◆ **WHAT IS REQUIRED**: Begin at the first line of the records below and, please, give each line again exactly until the line with "use rusqlite::types::ValueRef;" is included.

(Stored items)
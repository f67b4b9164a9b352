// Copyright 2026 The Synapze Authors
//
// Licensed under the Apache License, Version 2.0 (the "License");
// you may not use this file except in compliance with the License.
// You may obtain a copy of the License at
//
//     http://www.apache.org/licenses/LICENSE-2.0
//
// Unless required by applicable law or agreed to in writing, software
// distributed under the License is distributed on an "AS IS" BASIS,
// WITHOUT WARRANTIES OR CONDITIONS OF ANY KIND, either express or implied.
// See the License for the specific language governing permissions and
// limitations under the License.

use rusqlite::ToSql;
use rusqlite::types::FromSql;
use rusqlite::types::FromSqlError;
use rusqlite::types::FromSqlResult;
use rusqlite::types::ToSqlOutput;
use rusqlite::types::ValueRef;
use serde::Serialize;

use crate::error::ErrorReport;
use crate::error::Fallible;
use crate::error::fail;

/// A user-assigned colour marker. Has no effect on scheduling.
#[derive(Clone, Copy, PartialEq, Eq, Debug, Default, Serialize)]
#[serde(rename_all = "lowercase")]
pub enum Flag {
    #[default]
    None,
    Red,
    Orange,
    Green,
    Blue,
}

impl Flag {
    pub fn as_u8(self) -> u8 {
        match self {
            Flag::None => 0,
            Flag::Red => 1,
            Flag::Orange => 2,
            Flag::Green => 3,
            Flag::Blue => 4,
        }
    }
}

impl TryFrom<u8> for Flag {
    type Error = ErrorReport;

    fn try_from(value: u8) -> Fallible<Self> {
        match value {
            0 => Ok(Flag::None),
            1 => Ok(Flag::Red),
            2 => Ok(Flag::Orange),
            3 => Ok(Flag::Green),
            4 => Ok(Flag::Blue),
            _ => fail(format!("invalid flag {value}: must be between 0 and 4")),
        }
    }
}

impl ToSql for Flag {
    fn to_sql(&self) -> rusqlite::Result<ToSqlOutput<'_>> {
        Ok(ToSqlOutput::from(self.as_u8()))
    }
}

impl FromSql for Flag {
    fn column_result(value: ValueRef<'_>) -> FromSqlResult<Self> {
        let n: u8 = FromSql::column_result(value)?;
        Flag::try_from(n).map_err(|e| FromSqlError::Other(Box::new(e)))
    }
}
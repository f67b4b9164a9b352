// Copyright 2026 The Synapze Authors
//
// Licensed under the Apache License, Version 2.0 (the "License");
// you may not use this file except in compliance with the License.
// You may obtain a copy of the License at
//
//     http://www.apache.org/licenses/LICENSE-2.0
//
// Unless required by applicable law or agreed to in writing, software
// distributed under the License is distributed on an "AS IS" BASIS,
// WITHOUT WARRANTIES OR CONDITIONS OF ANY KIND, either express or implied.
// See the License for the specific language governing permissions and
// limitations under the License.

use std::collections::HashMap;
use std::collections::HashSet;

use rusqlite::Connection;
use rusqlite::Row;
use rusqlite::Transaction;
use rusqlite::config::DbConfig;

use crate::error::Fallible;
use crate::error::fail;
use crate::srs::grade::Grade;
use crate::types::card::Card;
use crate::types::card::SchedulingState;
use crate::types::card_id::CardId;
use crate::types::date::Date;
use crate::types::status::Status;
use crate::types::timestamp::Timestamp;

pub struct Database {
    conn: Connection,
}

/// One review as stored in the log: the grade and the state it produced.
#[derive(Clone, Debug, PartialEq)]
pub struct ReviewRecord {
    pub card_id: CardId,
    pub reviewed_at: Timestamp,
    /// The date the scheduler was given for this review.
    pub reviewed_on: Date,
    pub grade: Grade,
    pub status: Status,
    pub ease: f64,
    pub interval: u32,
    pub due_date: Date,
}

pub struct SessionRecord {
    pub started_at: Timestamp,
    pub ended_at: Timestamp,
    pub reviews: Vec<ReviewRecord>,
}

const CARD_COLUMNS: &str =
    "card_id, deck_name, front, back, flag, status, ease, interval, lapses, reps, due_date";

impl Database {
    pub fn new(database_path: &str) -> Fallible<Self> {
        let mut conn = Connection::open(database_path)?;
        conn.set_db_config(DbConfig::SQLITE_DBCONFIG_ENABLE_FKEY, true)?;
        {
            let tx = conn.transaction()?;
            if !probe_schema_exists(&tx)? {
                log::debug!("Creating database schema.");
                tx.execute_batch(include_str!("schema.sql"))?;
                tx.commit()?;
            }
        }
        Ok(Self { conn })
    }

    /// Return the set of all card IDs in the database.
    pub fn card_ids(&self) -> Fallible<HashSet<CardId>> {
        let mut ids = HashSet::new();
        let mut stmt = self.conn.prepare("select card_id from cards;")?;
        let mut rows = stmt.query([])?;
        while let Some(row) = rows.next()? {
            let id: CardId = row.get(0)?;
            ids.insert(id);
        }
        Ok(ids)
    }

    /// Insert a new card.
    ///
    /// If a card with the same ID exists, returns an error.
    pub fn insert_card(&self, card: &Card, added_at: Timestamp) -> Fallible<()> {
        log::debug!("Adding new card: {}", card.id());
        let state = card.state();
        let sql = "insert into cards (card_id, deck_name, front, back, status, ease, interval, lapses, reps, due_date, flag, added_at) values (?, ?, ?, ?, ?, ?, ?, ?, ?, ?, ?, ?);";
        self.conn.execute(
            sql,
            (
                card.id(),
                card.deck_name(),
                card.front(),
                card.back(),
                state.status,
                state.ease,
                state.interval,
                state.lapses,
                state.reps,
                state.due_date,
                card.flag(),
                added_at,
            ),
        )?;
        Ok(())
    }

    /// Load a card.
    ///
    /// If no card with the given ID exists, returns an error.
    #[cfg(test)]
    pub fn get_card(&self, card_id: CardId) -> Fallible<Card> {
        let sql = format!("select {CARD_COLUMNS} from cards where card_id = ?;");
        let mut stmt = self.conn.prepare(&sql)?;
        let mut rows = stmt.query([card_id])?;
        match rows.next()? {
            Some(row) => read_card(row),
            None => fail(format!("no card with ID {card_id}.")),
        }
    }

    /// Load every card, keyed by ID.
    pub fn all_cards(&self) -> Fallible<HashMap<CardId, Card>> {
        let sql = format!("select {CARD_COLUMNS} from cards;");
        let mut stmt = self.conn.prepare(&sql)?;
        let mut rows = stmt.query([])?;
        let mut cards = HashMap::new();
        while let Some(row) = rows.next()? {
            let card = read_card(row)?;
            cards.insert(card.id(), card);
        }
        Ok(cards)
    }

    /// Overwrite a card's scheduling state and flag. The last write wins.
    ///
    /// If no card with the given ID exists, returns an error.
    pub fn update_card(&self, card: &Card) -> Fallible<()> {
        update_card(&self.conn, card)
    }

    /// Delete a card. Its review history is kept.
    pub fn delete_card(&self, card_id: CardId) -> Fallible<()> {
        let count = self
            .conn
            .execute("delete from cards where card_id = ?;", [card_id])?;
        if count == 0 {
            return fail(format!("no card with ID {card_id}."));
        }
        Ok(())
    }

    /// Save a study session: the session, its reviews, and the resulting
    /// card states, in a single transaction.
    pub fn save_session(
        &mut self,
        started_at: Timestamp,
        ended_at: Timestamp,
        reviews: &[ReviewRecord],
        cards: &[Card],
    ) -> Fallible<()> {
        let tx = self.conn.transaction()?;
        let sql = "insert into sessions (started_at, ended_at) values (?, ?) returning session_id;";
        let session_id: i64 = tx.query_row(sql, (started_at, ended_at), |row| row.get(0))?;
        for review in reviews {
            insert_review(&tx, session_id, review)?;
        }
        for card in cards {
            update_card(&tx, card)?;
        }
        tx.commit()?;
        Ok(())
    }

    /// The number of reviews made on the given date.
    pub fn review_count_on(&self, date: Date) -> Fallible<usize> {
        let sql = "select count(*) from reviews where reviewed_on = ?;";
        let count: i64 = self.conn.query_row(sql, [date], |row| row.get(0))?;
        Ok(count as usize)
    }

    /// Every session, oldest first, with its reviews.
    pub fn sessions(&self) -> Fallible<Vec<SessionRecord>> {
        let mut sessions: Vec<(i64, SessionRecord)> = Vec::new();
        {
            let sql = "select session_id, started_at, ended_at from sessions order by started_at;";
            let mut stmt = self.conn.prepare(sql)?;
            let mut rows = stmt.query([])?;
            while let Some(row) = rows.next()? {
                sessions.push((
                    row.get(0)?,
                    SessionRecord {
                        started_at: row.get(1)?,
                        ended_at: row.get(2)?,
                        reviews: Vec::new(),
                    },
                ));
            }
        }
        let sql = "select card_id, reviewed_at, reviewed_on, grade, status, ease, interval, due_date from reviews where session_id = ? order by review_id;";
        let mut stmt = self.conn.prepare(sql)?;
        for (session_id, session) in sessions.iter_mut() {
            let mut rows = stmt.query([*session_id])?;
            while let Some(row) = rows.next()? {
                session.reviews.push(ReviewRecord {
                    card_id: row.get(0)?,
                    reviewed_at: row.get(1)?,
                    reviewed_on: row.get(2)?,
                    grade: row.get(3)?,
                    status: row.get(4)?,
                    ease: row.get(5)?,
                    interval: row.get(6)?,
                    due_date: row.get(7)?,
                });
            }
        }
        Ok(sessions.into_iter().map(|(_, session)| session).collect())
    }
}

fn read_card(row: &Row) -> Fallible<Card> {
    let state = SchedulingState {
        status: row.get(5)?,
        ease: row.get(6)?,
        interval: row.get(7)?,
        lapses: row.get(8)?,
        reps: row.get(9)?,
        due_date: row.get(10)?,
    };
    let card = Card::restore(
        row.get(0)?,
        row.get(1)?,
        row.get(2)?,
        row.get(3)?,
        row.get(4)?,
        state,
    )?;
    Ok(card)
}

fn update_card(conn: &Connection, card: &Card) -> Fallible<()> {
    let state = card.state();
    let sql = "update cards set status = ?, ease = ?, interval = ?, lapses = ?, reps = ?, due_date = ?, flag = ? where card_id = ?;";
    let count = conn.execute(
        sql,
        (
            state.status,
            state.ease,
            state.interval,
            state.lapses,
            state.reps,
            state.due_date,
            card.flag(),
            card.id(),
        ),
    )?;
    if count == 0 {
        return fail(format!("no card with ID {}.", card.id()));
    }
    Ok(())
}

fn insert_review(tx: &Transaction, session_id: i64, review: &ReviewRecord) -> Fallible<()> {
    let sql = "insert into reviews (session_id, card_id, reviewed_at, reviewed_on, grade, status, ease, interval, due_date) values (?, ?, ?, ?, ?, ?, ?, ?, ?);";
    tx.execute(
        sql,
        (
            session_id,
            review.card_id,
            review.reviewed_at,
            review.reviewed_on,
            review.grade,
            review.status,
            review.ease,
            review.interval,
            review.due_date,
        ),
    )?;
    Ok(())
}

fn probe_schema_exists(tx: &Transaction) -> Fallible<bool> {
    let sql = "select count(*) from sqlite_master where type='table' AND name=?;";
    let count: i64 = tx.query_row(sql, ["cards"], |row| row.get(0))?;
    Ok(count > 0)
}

◆ **RESPONSE FOR THIS EXERCISE**:
repository f67b4b9164a9b352
// Copyright 2026 The Synapze Authors
//
// Licensed under the Apache License, Version 2.0 (the "License");
// you may not use this file except in compliance with the License.
// You may obtain a copy of the License at
//
//     http://www.apache.org/licenses/LICENSE-2.0
//
// Unless required by applicable law or agreed to in writing, software
// distributed under the License is distributed on an "AS IS" BASIS,
// WITHOUT WARRANTIES OR CONDITIONS OF ANY KIND, either express or implied.
// See the License for the specific language governing permissions and
// limitations under the License.

use rusqlite::ToSql;
use rusqlite::types::FromSql;
use rusqlite::types::FromSqlError;
use rusqlite::types::FromSqlResult;
use rusqlite::types::ToSqlOutput;
use rusqlite::types::ValueRef;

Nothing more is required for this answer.